• WHAT YOU WILL DO: Report every line of the records that contains the word "args".

• RECORDED INFORMATION:
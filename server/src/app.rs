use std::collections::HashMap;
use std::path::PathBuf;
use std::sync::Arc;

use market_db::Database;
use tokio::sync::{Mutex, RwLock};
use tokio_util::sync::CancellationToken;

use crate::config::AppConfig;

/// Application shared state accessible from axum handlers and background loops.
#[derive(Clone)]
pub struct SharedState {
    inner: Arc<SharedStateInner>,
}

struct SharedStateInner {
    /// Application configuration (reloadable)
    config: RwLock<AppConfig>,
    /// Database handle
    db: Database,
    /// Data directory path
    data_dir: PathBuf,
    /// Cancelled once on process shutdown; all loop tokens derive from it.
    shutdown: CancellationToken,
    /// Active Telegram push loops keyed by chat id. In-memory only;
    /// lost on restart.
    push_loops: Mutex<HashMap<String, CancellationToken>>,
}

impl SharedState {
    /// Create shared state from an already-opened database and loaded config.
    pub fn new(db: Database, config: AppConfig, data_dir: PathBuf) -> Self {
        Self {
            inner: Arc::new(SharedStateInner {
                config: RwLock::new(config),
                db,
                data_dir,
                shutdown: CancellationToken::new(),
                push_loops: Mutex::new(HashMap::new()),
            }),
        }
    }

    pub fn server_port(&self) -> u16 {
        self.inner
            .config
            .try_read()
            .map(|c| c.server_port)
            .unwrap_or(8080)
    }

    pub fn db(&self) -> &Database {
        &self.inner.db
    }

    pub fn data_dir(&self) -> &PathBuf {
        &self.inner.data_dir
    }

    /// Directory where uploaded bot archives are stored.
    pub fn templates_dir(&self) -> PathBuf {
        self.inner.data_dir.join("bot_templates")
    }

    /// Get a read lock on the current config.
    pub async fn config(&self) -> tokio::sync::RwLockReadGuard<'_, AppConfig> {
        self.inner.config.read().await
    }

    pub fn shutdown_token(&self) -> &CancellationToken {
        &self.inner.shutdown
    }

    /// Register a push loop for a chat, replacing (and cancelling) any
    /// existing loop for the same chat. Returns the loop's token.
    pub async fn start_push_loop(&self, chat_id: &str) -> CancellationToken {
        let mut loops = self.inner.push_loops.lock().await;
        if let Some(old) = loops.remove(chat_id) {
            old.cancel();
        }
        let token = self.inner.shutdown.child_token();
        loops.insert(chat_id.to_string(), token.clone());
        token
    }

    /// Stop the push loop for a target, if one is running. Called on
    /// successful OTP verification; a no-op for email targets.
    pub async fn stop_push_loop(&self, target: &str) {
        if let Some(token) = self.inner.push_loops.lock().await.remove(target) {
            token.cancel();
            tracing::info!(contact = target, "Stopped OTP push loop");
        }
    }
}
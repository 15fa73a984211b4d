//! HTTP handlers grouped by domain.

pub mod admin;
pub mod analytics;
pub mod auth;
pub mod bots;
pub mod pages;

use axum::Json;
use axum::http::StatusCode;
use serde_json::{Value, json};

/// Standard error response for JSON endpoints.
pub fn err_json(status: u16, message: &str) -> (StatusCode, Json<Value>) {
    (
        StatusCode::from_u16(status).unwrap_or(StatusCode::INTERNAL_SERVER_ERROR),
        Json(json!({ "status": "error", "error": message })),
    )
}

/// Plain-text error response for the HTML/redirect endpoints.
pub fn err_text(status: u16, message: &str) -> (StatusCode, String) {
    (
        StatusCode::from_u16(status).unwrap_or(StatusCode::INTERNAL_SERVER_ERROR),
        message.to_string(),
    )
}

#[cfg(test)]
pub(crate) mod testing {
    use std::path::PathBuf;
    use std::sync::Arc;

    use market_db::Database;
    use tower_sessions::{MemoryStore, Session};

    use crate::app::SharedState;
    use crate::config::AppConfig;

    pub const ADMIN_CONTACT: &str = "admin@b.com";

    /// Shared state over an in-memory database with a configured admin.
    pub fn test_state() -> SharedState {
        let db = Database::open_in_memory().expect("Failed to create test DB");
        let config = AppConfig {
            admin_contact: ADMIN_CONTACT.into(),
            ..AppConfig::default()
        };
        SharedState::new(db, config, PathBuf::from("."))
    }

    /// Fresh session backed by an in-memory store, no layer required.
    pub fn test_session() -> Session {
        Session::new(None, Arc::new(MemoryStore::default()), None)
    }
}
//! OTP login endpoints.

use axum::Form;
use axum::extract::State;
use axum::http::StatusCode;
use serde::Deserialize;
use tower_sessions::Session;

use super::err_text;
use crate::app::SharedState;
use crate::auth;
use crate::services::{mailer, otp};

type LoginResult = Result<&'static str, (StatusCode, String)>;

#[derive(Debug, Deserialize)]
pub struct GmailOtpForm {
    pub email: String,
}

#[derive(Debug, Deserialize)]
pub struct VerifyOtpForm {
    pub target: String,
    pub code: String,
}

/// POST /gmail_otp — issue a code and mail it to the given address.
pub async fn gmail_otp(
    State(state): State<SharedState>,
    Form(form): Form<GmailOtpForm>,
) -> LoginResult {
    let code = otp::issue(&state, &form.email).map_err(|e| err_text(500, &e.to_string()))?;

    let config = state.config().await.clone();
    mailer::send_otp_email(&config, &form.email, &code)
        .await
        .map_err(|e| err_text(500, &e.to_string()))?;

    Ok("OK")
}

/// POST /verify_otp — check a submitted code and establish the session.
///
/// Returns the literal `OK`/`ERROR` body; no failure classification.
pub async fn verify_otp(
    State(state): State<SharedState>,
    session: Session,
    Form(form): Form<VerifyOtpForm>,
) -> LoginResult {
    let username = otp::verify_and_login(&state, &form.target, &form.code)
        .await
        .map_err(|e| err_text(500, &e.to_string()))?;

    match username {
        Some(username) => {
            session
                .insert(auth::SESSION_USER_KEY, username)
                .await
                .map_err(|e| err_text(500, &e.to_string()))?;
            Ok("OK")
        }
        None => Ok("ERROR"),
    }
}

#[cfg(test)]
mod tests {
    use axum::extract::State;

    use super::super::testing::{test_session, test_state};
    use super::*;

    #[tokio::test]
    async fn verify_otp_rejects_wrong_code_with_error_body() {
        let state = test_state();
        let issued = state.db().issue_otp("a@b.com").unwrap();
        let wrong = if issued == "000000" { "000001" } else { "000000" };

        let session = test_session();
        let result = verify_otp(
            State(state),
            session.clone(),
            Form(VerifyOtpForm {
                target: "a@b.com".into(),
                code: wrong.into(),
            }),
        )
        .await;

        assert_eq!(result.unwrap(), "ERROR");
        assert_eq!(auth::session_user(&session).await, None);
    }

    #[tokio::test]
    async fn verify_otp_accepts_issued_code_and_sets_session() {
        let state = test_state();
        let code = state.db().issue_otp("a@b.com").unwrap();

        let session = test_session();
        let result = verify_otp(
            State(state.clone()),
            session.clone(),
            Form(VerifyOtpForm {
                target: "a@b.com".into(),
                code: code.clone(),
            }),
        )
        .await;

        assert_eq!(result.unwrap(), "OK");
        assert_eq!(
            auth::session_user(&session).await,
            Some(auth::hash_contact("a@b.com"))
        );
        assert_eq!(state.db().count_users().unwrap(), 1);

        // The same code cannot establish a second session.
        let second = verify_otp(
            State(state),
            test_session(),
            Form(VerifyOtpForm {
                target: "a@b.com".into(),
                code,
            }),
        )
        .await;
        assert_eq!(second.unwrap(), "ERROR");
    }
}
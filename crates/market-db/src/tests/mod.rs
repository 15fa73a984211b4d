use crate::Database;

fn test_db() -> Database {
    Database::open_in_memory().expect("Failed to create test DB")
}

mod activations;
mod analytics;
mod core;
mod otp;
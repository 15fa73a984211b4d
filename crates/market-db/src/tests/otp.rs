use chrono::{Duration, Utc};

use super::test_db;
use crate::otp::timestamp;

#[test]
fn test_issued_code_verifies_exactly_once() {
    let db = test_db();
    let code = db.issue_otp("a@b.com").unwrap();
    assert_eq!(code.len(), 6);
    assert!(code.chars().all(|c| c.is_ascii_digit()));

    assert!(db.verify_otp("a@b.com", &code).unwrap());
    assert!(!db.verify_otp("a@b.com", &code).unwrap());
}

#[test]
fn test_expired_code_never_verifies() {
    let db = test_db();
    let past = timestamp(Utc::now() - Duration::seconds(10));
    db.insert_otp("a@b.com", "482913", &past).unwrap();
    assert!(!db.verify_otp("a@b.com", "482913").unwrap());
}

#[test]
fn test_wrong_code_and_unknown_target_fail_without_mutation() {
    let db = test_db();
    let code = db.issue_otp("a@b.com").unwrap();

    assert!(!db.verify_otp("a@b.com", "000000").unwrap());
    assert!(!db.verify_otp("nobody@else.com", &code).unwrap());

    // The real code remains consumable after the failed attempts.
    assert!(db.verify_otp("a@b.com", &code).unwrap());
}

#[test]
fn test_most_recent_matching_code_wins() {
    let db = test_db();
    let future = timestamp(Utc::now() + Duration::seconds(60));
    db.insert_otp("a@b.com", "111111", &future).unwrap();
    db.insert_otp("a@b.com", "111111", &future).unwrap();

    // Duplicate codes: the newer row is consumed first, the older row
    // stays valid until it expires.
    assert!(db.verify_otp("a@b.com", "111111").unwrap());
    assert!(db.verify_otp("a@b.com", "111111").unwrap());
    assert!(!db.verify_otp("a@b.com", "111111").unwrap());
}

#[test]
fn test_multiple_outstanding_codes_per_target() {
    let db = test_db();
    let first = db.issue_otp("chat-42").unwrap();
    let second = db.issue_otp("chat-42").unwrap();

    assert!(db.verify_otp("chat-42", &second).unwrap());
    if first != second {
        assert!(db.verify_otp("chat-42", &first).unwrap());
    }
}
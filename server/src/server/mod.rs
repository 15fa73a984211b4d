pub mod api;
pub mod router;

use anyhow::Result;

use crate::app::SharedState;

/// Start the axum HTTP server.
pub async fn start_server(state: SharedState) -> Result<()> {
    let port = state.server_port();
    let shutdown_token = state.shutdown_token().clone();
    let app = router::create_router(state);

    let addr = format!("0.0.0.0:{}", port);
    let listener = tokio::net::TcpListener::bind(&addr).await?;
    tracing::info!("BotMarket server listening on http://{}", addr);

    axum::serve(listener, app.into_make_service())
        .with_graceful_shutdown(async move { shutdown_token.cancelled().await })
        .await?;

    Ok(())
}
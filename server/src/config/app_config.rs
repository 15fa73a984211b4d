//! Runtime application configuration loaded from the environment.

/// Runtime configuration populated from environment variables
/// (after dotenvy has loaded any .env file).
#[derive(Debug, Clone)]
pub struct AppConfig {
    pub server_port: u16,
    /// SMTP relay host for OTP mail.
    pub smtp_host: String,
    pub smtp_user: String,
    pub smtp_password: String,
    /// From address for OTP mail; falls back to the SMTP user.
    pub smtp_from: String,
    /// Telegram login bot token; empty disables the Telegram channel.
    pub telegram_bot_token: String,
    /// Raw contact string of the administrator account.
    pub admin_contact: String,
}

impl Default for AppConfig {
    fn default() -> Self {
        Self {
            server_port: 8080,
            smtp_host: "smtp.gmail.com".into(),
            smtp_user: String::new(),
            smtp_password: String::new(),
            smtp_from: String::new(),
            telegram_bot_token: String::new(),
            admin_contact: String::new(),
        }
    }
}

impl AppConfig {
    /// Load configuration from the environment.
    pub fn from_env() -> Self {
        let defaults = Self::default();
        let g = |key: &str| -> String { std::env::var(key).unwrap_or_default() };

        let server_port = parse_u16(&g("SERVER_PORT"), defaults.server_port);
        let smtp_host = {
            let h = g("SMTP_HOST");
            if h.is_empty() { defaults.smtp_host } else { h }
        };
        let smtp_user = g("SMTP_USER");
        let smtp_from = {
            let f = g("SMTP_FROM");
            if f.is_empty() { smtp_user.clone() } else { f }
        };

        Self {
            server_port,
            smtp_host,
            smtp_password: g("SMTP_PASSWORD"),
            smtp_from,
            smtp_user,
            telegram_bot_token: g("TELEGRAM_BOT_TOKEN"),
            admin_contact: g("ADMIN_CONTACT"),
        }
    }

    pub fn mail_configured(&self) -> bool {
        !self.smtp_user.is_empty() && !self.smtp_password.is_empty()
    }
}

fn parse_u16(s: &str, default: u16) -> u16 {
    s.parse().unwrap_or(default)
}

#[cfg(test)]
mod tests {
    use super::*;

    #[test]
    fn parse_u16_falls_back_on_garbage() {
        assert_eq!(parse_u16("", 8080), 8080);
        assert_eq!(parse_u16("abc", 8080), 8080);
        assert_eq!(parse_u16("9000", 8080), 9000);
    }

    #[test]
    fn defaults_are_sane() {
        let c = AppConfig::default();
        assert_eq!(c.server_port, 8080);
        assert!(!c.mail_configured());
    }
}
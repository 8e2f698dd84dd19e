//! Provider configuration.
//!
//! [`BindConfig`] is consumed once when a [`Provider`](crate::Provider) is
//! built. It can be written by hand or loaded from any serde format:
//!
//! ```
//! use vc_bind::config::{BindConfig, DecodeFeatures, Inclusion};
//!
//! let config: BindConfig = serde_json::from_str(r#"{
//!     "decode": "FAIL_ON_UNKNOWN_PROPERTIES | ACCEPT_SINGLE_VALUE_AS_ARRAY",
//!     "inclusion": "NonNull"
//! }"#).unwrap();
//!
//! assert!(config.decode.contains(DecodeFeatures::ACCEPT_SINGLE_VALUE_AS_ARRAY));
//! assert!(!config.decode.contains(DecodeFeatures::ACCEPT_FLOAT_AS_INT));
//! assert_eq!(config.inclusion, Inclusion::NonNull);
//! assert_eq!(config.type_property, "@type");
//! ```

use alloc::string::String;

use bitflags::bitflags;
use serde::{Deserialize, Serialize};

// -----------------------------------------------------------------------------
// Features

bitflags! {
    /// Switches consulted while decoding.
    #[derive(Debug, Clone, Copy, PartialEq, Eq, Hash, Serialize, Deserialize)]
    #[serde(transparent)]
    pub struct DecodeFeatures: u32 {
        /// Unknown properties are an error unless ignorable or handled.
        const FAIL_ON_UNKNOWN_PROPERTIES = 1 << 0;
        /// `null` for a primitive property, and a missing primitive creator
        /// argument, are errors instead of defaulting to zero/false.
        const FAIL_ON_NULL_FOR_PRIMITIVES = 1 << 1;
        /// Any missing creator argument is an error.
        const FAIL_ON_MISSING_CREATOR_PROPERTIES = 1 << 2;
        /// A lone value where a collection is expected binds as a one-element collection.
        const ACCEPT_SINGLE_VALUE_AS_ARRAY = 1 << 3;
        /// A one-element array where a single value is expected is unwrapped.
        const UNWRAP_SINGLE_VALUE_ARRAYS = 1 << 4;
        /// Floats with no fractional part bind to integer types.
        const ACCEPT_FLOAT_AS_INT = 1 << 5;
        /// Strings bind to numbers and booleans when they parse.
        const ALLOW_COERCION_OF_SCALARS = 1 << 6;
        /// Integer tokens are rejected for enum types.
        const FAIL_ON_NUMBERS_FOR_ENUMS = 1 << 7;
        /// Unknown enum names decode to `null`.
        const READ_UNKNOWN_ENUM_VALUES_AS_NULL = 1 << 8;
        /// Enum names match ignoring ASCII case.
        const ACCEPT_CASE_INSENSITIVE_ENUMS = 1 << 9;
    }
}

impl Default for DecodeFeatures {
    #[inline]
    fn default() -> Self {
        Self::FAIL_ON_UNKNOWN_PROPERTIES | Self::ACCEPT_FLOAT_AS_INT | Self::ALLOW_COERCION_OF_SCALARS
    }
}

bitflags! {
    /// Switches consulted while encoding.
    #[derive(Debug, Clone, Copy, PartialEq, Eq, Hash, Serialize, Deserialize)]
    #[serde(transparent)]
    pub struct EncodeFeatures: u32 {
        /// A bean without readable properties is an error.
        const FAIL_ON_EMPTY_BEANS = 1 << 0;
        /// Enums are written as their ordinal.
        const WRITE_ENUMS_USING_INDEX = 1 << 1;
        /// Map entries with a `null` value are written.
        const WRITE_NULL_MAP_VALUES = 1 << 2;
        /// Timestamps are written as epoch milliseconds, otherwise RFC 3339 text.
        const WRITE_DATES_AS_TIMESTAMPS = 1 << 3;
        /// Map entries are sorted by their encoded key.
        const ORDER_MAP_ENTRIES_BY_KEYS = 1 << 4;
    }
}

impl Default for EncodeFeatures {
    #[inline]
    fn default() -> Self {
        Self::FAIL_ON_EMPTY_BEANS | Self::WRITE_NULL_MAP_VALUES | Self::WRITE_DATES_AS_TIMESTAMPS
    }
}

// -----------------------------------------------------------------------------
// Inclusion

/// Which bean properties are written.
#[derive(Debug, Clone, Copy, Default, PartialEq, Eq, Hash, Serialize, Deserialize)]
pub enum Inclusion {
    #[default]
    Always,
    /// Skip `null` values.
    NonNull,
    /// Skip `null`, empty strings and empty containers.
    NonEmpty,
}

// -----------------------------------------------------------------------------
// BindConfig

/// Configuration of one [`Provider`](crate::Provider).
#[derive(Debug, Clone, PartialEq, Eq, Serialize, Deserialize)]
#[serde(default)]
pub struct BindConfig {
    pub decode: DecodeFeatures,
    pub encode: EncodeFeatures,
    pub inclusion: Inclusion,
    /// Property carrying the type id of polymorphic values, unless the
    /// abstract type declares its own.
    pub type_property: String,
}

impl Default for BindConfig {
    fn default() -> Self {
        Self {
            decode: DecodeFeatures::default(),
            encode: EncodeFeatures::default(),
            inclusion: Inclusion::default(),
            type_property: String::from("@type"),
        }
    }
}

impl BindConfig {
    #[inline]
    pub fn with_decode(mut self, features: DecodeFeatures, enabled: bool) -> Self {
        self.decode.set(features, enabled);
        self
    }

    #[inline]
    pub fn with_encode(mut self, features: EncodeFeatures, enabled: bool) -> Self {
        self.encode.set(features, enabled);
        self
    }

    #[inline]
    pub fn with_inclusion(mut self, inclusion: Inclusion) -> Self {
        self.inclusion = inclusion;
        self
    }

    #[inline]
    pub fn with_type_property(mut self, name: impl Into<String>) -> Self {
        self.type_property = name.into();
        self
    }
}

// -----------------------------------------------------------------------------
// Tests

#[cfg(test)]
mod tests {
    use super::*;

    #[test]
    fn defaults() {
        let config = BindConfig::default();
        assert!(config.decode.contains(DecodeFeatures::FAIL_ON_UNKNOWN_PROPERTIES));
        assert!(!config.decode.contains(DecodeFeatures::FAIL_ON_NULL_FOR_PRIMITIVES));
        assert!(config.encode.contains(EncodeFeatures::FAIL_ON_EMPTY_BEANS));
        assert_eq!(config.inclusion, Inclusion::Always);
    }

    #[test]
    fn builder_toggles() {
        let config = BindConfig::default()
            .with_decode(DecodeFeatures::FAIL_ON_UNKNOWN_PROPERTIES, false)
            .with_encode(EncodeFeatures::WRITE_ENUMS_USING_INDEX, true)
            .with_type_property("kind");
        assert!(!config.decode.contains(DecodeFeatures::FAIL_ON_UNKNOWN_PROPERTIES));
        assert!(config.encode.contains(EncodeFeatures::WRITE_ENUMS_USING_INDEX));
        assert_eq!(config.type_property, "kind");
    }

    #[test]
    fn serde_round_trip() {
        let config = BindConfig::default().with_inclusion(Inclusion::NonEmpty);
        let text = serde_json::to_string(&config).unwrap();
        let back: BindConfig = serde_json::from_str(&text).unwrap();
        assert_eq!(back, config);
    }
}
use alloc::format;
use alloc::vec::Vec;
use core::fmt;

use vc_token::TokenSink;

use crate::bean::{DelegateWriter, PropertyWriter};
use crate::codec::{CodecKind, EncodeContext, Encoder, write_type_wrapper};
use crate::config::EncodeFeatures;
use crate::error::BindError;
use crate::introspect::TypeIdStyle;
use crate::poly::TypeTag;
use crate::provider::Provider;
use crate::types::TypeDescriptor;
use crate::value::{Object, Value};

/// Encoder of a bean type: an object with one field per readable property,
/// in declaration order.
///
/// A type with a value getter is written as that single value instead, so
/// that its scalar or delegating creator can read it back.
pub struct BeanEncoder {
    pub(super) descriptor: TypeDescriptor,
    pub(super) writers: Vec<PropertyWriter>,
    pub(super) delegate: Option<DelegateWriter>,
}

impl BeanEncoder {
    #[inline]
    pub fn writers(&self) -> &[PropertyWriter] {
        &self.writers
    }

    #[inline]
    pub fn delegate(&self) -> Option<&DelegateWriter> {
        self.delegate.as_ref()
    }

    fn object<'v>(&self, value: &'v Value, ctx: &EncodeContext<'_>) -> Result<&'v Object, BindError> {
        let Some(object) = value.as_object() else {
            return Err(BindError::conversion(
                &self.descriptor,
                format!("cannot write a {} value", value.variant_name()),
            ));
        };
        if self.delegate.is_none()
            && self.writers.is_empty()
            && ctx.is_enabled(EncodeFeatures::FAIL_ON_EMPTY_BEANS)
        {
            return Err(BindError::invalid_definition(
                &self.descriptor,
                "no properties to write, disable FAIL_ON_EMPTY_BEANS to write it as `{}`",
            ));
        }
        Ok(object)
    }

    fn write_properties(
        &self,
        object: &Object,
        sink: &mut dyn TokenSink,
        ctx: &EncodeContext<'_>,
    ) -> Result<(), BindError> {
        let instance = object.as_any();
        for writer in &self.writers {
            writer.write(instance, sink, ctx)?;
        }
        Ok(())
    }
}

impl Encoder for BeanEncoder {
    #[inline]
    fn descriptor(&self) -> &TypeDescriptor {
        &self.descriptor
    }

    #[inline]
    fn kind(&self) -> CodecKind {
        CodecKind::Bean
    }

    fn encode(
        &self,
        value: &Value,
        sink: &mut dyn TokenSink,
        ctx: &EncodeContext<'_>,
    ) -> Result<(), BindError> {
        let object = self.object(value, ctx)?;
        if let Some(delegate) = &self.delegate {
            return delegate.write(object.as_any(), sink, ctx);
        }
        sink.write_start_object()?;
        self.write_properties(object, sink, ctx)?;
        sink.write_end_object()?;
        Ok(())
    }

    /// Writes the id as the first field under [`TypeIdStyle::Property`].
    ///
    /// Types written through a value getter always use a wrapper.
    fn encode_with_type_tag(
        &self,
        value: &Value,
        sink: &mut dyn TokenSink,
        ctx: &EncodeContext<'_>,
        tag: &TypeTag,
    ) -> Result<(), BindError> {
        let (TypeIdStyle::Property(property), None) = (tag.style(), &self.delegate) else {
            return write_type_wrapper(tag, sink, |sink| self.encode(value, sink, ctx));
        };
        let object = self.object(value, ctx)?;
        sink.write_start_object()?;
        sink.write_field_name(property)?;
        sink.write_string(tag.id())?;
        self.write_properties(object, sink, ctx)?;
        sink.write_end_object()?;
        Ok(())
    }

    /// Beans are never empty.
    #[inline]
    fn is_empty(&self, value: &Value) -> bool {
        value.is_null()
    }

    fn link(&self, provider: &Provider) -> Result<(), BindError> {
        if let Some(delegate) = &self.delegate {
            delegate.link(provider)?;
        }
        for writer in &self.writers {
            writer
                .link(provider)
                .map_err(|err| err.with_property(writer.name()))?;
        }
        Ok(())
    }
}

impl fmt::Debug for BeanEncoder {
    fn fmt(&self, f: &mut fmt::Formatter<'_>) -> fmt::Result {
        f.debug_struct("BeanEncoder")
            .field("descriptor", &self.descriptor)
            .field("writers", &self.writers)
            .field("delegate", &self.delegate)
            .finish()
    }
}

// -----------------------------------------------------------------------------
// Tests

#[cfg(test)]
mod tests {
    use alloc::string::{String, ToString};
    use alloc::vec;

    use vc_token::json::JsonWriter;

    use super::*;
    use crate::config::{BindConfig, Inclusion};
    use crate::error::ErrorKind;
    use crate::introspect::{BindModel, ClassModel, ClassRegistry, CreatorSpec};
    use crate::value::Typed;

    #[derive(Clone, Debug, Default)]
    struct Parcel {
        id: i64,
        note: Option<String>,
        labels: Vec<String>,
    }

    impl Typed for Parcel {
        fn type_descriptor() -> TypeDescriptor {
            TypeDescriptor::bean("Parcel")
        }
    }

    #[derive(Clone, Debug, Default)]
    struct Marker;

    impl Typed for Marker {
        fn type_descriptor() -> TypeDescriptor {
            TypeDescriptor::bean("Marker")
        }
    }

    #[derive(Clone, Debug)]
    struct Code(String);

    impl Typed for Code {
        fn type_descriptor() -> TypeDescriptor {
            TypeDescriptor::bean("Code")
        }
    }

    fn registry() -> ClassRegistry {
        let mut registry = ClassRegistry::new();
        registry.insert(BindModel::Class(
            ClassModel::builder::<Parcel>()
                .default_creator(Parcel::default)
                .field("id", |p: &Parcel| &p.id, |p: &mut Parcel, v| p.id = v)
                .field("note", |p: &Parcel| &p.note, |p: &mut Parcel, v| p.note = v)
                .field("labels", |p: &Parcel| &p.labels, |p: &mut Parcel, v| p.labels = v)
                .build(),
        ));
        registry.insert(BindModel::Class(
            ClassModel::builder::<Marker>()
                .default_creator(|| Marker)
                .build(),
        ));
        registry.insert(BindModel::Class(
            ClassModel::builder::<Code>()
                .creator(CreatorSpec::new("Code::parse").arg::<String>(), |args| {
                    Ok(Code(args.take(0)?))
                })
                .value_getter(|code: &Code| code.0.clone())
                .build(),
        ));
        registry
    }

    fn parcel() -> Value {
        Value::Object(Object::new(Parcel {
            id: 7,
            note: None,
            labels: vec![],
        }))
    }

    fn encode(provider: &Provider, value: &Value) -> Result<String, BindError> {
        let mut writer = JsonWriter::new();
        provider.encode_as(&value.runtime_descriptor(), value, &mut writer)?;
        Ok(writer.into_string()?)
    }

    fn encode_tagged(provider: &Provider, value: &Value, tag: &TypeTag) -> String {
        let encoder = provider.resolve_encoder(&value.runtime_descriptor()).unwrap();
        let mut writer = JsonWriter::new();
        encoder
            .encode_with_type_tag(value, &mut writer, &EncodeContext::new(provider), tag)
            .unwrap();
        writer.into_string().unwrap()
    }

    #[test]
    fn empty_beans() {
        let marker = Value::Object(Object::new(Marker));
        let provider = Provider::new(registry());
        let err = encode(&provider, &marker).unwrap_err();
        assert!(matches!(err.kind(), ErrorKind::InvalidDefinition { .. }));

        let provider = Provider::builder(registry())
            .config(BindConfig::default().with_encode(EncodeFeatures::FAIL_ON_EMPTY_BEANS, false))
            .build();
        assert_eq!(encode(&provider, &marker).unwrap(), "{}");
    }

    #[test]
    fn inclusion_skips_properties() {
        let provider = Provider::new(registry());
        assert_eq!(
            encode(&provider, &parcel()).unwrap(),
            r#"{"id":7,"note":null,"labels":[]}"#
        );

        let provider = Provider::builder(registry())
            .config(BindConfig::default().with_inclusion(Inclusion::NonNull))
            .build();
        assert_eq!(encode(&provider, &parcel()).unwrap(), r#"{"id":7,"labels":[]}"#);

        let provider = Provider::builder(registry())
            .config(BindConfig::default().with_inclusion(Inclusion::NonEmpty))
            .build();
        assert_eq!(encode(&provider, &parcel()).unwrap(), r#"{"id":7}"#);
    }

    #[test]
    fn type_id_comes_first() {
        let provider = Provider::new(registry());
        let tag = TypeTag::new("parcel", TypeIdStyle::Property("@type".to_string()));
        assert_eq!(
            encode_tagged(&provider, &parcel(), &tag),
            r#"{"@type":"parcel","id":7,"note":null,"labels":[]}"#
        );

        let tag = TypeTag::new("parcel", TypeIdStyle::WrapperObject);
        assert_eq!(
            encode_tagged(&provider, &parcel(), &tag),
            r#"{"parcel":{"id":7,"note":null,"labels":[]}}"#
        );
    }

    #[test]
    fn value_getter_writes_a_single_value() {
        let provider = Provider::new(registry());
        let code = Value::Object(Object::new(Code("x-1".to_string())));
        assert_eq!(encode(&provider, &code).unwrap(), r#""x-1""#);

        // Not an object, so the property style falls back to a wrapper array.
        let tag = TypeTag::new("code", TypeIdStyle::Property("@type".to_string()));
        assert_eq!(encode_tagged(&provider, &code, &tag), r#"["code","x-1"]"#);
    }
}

• EXPECTED ANSWER:
                .creator(CreatorSpec::new("Code::parse").arg::<String>(), |args| {
                    Ok(Code(args.take(0)?))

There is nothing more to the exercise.